Heterophasic tablets also present the problem of complex manufacturing techniques: either a complex multi-step manufacturing process involving (after possibly a separate pre-forming) many layers being pressed together, and/or the need to embed inserts into the pre-formed article in the hole.

For layered structures, a compromise must be reached between two aspects: on the one hand, the compression pressure must be high enough that the layers are fully bonded together, and on the other hand, the compression pressure must be low enough that the tablets in the wash The dissolution/dispersion time will not be excessively extended. This compromise often leads to unsatisfactory results, resulting in suboptimal tablet stability and adverse effects of layer separation.
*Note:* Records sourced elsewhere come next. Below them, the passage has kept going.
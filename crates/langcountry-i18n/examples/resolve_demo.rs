use langcountry_i18n::{detect_host_locale, resolve, AllowList};

fn main() -> Result<(), Box<dyn std::error::Error>> {
    let allow_list = AllowList::new(["en", "es_CO", "nl"], "en")?;

    println!("Resolving hints against {:?} (fallback en):", ["en", "es_CO", "nl"]);
    for hint in ["es-ES;q=0.9", "fr-FR", "nl", "es_CO", "nl-BE,nl;q=0.9,en;q=0.8", "", "*"] {
        let resolution = resolve(Some(hint), &allow_list);
        println!("  {:<26} -> {} (tag {})", format!("{hint:?}"), resolution.code, resolution.tag);
    }

    match detect_host_locale() {
        Some(host) => {
            let resolution = resolve(Some(&host), &allow_list);
            println!("Host locale {host} resolves to {}", resolution.code);
        }
        None => println!("No host locale set"),
    }

    Ok(())
}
For tablets with inserts, there are problems of insert addition requiring a highly precise manufacturing process and separation of inserts due to poor adhesion to the tablet preparation.

Detergent tablets can also be produced using extrusion techniques. In this method, the tablet components are inserted into extrusion equipment and extruded.

Tablets manufactured using such methods still suffer from several disadvantages.

Most of the disadvantages stem from the fundamentals of the extrusion method: the extrudate is typically in the form of a tube, which is then divided into tablet portions, usually using cutting techniques. It has been found that it is difficult to cut the extrudate into individual tablets without causing deformation of the tablets. The manufactured tablets are therefore not straight but deformed, especially around the cut edges.

Furthermore, due to the way the extrudate is manufactured, there is practically no flexibility in the shape of the final tablet (apart from the shape of the extrusion die): extruded tablets are necessarily based on some kind of tube. This problem is especially acute for multi-phase tablets.

Multi-phase tablets also suffer from the additional disadvantage of allowing little or no flexibility in the relative proportions of the phases. This problem is described more clearly in the patent application WO-A-01/02532. In the multiphase tablets described herein (in this case two phases), the smaller of the two phases must have a thickness of at least 5 mm in order to be able to maintain the integrity of the tablet.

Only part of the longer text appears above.